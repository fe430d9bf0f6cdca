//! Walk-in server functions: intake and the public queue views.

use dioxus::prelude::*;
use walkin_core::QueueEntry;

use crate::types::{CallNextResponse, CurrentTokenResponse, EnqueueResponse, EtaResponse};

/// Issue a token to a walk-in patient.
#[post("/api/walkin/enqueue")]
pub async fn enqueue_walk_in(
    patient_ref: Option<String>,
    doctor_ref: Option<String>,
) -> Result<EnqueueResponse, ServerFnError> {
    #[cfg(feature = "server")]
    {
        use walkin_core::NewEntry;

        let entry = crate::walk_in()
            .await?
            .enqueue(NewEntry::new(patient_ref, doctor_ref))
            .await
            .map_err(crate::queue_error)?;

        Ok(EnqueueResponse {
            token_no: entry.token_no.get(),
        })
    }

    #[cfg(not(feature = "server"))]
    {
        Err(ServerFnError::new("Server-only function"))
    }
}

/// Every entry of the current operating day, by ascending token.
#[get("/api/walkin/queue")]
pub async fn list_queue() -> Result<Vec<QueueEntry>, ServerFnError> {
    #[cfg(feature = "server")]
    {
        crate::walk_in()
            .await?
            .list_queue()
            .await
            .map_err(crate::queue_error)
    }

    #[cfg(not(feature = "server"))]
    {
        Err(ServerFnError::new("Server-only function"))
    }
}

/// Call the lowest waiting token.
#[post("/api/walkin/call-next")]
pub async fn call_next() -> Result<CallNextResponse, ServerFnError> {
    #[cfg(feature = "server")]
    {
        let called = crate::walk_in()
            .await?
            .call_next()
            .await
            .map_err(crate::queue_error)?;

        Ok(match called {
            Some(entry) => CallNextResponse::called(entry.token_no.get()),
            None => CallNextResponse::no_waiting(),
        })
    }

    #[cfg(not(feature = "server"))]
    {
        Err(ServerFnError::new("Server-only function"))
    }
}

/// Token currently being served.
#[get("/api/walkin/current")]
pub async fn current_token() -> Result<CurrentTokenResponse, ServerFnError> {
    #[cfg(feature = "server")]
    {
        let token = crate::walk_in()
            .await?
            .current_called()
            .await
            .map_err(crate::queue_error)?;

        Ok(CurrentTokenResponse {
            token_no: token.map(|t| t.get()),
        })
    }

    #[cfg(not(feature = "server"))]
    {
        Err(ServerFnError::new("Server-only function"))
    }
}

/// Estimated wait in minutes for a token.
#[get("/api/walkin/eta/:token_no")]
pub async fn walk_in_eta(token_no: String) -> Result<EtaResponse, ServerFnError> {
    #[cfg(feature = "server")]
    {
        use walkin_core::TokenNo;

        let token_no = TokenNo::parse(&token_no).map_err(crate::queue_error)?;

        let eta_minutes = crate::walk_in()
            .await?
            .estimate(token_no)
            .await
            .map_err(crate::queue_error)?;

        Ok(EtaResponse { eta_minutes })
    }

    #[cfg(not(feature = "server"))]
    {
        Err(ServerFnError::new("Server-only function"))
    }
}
◇ ◇ ◇
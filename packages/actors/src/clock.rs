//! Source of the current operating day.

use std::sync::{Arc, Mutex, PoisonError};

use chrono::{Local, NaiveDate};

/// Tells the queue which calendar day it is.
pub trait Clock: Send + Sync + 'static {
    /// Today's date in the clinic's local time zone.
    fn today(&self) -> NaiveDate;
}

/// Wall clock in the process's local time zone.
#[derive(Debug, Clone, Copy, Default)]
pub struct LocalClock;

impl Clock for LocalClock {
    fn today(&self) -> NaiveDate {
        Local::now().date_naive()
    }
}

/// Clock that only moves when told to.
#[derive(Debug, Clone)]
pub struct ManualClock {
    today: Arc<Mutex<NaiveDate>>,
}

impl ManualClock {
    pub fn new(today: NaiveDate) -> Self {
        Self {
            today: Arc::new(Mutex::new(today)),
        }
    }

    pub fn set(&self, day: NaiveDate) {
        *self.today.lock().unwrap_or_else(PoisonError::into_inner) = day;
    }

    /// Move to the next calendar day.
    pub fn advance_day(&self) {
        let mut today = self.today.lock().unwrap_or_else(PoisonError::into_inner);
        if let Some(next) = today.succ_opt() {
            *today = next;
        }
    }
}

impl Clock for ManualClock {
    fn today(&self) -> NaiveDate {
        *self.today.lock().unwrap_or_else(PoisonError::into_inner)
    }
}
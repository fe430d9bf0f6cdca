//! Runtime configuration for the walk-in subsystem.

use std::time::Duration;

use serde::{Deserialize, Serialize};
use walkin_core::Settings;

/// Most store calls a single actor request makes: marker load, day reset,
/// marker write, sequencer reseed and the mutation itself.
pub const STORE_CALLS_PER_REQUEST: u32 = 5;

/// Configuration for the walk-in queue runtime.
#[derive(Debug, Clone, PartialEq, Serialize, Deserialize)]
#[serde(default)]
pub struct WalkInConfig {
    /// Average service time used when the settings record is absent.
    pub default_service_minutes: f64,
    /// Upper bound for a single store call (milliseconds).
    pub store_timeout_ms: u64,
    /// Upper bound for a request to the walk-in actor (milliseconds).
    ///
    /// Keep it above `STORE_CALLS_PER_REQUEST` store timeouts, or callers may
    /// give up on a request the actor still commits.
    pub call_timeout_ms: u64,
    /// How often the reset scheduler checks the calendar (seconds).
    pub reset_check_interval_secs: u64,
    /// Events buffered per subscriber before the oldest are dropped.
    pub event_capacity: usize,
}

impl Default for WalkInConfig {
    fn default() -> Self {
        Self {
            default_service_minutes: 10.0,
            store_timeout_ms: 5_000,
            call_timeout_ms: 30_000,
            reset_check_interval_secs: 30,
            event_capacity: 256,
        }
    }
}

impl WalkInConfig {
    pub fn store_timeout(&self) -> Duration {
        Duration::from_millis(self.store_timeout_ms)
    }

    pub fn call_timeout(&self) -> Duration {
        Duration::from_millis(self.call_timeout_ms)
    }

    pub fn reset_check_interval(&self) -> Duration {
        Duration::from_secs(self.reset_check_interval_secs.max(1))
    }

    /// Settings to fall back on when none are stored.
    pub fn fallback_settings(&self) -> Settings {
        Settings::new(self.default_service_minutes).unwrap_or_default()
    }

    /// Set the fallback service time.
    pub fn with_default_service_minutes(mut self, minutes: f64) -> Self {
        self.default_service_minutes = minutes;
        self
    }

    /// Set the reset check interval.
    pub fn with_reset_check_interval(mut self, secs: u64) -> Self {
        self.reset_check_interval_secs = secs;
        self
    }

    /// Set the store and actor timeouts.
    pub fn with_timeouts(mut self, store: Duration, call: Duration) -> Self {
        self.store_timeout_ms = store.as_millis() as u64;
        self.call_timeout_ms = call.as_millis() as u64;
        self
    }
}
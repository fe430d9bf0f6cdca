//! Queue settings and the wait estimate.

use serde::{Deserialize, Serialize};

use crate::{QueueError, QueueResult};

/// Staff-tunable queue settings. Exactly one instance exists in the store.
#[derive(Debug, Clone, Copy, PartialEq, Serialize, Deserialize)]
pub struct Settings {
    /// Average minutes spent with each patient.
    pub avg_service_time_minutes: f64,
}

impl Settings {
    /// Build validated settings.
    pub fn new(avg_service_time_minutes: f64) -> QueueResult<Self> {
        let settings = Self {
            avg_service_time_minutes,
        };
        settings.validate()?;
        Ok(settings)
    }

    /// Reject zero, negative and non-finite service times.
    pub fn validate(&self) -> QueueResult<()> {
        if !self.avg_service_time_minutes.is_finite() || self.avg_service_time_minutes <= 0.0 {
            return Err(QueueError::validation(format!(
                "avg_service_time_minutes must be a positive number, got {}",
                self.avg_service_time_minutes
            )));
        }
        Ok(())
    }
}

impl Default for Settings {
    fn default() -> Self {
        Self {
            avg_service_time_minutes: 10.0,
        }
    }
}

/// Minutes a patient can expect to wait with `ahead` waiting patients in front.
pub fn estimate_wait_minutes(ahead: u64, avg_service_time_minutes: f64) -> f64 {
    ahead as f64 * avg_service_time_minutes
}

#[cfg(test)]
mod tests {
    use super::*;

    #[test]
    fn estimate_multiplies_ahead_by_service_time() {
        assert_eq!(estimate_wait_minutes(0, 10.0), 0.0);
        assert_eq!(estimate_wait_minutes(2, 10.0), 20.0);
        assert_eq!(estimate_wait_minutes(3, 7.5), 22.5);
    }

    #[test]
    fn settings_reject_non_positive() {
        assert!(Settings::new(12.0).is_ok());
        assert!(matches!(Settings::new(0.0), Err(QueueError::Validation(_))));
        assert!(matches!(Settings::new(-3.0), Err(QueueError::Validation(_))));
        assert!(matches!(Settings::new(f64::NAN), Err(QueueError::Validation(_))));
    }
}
◇ ◇ ◇
Copy each line of the data that includes the word "CurrentTokenResponse".

## SOLVED EXERCISE
use crate::types::{CallNextResponse, CurrentTokenResponse, EnqueueResponse, EtaResponse};
pub async fn current_token() -> Result<CurrentTokenResponse, ServerFnError> {
        Ok(CurrentTokenResponse {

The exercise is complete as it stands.